ASSIGNED TASK: In the records below, pick out all lines containing the word "Send".

INFORMATION:
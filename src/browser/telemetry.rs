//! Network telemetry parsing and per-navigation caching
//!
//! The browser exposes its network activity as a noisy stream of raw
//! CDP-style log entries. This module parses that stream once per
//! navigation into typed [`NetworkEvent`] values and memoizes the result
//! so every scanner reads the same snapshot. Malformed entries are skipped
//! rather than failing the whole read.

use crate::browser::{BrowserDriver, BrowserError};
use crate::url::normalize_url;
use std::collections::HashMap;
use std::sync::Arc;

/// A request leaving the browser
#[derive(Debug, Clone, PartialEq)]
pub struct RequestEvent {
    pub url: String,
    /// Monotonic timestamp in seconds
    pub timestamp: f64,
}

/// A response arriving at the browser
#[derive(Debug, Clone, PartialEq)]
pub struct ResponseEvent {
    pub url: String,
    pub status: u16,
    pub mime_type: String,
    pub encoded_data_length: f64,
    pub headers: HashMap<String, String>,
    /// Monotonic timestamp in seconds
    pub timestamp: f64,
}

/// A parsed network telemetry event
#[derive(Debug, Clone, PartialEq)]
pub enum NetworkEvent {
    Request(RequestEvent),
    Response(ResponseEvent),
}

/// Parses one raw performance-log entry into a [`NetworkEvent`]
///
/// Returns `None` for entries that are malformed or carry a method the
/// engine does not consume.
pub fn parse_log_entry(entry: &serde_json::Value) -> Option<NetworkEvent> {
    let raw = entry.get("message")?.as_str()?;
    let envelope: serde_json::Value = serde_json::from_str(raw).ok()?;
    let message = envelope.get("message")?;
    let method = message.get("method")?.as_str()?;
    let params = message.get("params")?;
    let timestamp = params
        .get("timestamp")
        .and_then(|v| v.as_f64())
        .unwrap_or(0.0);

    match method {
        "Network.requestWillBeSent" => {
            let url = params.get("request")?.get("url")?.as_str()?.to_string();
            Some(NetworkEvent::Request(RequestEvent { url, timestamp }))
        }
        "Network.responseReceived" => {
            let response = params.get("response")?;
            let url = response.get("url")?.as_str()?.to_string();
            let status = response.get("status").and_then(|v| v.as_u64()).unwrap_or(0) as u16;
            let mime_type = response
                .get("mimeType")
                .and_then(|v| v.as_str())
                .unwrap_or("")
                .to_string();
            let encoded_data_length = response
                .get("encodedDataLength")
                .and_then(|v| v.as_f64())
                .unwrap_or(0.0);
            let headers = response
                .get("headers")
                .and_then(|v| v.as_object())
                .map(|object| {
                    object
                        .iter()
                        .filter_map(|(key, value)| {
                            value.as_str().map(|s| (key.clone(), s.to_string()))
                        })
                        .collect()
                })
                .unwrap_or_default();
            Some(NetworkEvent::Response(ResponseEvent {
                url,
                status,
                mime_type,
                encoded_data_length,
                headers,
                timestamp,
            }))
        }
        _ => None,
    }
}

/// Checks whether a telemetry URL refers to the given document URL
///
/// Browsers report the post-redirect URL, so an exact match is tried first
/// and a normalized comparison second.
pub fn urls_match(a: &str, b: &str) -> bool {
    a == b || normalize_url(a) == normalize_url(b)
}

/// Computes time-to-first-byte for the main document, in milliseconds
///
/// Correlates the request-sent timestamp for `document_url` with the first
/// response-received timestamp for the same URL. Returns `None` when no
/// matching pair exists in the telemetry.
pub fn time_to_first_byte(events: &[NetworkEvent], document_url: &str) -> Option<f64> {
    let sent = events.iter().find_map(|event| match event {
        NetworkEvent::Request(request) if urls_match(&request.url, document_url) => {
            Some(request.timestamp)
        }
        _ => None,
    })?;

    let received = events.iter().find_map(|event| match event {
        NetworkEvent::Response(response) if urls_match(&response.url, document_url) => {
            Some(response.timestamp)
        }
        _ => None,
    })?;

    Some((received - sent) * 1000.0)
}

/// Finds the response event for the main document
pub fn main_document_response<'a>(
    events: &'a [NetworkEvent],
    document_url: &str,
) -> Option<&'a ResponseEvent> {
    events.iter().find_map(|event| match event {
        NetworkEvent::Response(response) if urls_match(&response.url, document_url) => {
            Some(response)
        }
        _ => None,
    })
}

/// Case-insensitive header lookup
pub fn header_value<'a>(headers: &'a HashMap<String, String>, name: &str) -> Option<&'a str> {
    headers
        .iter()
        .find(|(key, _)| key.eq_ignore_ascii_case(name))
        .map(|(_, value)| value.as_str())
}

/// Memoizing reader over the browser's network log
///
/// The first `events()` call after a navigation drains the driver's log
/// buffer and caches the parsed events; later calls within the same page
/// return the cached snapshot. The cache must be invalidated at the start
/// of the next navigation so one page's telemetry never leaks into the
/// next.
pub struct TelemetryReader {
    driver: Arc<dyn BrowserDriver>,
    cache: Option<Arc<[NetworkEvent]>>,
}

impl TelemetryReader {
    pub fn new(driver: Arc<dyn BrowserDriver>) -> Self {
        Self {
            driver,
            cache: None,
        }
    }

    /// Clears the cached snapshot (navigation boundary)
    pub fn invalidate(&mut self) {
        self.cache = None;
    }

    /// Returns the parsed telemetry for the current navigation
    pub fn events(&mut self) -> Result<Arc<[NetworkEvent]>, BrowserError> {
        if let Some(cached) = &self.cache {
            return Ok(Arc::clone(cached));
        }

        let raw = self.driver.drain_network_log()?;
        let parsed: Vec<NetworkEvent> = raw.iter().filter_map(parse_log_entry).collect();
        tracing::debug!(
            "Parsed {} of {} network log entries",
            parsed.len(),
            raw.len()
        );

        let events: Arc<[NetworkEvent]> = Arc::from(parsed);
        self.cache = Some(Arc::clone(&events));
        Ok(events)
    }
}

---

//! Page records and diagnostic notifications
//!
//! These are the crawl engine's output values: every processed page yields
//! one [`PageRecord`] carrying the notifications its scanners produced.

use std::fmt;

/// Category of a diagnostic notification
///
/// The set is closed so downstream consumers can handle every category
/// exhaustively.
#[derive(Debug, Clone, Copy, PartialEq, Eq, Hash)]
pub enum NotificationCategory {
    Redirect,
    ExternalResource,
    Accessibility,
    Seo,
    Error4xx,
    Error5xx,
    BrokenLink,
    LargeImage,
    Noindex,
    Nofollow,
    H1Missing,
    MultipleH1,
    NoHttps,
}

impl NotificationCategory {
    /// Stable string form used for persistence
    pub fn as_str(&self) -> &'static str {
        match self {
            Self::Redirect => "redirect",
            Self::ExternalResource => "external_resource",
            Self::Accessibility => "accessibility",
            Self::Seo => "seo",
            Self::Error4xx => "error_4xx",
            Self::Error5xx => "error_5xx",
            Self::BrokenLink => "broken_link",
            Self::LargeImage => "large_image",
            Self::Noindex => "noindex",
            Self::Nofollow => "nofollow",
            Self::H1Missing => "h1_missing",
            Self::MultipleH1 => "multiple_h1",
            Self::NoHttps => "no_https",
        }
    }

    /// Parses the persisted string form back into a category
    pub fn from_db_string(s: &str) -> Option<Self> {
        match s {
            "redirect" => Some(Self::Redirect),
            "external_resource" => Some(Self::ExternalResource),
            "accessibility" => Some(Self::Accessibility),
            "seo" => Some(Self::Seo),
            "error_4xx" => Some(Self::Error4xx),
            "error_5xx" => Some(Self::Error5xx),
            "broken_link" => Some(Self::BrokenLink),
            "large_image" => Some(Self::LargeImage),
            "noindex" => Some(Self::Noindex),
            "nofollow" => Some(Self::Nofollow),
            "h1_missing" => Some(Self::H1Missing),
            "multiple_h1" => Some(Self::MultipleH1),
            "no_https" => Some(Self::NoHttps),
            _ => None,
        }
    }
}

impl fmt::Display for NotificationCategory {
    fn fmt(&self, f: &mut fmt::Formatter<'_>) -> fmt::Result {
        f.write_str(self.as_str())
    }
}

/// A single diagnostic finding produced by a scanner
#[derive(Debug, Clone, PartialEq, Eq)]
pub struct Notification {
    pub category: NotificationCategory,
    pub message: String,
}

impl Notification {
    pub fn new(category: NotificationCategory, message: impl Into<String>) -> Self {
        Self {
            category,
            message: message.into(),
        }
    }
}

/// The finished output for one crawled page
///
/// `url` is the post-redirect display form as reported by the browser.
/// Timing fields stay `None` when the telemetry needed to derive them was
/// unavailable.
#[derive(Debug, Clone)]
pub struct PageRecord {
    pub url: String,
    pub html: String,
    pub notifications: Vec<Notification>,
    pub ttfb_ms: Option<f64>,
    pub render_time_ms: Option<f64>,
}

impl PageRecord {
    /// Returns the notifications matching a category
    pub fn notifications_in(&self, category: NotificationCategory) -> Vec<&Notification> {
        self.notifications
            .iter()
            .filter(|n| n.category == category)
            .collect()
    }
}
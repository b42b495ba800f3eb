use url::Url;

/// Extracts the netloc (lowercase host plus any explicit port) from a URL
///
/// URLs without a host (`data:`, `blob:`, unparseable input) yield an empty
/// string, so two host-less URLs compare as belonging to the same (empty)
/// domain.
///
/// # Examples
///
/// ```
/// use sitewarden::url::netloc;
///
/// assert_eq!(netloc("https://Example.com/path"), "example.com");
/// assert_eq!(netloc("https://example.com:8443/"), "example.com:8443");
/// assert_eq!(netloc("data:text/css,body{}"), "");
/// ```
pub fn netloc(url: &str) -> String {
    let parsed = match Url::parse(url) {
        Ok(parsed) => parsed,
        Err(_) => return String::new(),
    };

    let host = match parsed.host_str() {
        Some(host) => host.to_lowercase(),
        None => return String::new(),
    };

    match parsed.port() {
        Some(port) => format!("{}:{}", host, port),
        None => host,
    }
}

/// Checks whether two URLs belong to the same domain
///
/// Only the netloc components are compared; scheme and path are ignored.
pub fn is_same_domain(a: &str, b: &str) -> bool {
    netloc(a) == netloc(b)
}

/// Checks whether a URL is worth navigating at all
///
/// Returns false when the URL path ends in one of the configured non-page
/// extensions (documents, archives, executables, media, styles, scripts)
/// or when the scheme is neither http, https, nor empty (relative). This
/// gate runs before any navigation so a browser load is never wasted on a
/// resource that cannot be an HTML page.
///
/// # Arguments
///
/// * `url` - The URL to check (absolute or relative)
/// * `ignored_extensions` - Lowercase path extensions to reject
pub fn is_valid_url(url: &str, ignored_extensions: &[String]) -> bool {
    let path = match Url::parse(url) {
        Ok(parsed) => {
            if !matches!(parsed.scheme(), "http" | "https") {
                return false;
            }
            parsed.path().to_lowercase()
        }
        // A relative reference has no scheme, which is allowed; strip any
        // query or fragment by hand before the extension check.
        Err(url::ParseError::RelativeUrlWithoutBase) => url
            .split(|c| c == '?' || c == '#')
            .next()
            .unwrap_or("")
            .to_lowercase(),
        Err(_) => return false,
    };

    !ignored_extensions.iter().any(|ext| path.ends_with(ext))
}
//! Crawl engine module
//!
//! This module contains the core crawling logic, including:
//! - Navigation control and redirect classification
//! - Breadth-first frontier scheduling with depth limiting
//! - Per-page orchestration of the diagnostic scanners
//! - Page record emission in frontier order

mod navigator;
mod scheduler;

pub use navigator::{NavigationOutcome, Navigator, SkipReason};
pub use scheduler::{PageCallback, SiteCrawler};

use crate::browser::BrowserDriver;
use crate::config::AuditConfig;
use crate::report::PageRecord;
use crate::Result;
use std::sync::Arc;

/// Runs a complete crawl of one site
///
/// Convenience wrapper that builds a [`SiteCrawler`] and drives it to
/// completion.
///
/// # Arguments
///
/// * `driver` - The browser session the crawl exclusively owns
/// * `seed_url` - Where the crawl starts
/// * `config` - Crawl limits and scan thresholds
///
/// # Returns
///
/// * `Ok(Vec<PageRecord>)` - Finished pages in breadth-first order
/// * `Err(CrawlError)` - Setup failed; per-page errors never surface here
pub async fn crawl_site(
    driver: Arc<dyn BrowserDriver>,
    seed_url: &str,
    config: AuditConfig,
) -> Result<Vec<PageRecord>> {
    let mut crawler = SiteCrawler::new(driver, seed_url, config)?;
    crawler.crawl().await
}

* * *

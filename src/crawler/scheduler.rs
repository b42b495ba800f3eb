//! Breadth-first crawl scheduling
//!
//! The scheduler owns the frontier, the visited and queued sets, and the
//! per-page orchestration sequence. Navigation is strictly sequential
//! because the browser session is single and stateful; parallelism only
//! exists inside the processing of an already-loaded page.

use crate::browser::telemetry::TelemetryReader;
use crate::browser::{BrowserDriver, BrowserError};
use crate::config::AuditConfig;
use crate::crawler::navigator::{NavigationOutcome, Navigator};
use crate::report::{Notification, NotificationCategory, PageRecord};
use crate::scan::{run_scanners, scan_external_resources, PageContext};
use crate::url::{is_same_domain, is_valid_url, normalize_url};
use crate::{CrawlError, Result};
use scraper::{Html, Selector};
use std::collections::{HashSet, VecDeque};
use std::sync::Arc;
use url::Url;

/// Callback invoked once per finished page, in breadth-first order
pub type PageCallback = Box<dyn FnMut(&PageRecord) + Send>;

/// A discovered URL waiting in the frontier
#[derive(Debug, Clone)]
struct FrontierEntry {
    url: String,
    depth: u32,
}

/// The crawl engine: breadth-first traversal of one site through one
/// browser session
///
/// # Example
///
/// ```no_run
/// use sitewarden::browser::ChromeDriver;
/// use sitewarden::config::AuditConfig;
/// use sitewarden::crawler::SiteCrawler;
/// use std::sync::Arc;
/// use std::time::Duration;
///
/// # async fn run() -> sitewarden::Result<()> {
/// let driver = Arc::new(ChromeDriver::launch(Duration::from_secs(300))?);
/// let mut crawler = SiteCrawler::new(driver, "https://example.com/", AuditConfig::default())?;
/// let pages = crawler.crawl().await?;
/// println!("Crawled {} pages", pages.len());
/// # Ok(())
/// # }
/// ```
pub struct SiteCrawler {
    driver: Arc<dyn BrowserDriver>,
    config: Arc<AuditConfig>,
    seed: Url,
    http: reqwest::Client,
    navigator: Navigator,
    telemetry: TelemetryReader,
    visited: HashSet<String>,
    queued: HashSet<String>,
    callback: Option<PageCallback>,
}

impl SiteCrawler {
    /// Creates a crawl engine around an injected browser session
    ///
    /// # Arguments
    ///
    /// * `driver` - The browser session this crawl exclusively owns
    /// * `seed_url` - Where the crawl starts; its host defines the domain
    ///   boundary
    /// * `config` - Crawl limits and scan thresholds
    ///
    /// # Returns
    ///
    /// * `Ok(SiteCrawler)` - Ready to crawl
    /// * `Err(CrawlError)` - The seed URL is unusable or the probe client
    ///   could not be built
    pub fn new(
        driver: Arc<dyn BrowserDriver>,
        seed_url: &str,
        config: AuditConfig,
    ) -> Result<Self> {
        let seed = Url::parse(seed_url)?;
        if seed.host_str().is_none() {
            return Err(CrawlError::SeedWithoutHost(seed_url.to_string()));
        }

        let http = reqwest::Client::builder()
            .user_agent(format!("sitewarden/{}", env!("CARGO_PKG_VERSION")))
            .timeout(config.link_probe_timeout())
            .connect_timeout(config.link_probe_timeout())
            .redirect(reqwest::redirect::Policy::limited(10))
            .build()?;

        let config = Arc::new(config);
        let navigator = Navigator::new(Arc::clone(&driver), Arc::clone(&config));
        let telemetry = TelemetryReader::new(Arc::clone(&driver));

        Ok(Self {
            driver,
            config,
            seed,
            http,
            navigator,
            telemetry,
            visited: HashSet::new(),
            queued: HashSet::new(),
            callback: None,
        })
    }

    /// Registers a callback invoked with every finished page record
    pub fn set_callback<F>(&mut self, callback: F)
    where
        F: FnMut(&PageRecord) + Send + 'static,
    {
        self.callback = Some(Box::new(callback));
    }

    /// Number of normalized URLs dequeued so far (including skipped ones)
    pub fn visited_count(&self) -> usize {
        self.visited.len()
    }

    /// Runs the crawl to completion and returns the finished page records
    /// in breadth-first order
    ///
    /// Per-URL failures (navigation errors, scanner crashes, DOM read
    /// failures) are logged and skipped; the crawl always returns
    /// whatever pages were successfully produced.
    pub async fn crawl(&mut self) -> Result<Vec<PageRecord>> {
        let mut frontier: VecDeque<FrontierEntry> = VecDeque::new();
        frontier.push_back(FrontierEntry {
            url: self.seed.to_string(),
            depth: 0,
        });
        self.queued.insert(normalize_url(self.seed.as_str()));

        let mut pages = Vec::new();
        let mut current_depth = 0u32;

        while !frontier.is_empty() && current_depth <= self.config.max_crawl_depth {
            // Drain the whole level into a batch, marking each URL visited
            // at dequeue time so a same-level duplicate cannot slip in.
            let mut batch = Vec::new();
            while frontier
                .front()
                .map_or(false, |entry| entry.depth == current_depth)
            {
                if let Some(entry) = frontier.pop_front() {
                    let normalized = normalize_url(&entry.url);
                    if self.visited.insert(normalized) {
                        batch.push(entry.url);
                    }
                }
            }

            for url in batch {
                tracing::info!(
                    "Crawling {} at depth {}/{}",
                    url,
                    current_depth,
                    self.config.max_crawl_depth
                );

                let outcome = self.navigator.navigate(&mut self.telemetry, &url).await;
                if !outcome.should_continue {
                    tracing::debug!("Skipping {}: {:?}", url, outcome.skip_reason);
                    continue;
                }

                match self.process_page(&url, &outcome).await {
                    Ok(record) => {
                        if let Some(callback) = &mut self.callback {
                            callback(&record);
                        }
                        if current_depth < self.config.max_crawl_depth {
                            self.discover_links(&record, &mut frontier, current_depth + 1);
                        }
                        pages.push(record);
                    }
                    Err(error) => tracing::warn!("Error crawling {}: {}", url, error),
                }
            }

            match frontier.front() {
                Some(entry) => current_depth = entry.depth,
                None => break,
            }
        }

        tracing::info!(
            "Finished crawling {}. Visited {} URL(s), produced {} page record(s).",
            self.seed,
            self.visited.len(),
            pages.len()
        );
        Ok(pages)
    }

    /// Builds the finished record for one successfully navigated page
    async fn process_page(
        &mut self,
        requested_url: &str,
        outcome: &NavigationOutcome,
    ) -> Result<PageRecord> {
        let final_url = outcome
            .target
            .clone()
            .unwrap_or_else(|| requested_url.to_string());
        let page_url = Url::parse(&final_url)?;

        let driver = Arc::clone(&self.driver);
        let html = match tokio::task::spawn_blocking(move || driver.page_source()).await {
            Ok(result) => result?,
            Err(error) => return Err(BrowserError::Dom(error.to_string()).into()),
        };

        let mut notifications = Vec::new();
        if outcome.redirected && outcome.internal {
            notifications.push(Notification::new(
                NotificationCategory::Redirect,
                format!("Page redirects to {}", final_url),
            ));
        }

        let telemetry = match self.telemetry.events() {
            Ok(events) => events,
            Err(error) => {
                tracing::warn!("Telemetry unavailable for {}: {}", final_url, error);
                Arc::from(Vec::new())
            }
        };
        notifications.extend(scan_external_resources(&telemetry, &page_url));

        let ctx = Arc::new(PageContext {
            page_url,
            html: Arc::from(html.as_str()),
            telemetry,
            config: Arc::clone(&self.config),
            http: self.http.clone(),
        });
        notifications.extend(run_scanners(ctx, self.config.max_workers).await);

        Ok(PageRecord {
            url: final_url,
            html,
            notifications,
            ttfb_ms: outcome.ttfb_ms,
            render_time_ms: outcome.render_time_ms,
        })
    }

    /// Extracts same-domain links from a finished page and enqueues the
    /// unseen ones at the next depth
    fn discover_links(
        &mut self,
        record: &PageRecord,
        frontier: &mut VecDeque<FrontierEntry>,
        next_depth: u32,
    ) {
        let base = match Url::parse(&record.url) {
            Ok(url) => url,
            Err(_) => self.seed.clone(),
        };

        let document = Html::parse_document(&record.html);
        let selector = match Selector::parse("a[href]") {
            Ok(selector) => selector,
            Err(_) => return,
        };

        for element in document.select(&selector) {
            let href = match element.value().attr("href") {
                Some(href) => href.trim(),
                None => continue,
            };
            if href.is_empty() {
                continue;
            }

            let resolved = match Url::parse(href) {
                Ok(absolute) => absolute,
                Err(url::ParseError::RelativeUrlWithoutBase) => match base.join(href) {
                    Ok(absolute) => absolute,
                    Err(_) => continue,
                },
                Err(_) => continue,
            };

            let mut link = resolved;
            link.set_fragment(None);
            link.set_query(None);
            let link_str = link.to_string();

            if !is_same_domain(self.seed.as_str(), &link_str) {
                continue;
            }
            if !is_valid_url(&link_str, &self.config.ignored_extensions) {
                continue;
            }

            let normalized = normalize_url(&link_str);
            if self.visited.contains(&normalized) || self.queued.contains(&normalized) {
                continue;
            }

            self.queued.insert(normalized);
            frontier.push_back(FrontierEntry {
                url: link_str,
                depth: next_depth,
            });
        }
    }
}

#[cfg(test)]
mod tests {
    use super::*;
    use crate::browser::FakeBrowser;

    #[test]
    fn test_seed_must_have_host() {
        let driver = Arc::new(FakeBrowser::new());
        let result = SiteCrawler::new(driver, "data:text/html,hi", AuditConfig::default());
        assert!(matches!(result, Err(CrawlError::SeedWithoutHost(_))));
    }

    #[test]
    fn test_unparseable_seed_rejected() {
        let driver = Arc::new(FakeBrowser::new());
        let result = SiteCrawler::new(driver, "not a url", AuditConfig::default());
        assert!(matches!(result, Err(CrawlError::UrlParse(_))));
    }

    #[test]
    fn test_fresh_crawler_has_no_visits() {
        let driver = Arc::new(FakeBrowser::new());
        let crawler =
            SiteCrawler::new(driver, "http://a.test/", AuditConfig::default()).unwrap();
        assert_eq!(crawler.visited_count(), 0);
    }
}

COMPLETED TASK:
pub type PageCallback = Box<dyn FnMut(&PageRecord) + Send>;
        F: FnMut(&PageRecord) + Send + 'static,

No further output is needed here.